In the entries below, find each line bearing the string "await" and copy it.

***** Source records

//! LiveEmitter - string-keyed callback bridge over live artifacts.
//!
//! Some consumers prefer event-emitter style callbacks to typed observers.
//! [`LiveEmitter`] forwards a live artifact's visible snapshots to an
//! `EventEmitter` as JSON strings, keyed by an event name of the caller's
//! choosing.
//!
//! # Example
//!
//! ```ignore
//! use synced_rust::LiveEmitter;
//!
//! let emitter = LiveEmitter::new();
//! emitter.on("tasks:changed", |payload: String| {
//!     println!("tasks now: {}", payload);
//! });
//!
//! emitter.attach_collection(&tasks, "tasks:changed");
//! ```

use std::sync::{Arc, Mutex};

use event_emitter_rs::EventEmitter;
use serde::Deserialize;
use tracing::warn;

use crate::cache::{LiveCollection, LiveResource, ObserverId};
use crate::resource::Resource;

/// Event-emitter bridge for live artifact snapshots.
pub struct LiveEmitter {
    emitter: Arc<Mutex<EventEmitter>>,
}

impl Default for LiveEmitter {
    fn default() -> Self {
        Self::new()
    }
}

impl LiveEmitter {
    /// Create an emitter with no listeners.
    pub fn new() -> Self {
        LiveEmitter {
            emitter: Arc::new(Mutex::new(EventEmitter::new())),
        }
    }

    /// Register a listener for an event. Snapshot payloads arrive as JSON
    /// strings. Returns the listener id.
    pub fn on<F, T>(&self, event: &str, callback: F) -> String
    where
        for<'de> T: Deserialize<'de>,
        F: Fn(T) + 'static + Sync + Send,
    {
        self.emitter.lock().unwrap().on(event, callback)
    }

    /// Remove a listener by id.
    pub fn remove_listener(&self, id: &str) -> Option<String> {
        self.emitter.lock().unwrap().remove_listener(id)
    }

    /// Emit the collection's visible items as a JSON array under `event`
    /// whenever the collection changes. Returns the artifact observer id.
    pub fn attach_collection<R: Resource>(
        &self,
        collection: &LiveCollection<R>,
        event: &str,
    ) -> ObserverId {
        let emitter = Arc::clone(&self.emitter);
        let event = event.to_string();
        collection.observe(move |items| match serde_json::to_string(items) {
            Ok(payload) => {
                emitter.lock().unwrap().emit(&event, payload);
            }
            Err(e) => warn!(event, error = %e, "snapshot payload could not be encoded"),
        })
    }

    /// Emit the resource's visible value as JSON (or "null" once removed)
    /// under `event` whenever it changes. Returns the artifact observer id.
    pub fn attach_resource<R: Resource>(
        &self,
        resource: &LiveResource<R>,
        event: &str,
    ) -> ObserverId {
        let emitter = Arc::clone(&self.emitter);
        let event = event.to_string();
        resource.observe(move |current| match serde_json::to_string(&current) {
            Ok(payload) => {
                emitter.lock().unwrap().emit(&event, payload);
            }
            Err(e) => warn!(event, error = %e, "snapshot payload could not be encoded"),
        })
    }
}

**********
***** Source records

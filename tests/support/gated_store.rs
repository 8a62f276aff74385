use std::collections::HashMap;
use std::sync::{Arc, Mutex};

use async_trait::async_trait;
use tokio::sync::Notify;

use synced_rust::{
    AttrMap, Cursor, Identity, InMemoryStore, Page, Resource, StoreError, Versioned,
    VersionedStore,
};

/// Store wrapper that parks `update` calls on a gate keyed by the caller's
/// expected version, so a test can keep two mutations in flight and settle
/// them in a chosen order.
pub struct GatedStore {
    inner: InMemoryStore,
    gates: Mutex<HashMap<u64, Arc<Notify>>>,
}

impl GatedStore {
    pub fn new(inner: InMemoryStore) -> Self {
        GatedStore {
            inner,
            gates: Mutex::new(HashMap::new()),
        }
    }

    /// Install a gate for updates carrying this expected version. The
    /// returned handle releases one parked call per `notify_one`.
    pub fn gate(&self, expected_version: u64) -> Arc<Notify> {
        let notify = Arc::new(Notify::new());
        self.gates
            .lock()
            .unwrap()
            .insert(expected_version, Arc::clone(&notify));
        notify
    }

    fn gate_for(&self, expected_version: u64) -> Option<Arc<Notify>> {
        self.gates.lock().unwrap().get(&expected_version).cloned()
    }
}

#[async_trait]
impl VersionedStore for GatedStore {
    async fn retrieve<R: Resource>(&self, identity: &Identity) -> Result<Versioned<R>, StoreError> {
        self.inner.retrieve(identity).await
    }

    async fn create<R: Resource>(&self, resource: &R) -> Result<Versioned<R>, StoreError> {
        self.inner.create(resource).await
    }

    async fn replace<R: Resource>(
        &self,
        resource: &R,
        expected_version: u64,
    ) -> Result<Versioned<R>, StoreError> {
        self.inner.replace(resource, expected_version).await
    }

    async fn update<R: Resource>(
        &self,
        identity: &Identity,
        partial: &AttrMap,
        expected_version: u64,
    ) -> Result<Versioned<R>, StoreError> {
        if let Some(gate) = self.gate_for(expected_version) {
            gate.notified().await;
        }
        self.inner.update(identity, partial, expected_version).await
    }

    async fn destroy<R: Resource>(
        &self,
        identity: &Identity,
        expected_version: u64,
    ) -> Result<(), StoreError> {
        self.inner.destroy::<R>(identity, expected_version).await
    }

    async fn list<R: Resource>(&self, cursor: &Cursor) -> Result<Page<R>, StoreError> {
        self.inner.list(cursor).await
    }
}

**********

[Result for this exercise]
        self.inner.retrieve(identity).await
        self.inner.create(resource).await
        self.inner.replace(resource, expected_version).await
            gate.notified().await;
        self.inner.update(identity, partial, expected_version).await
        self.inner.destroy::<R>(identity, expected_version).await
        self.inner.list(cursor).await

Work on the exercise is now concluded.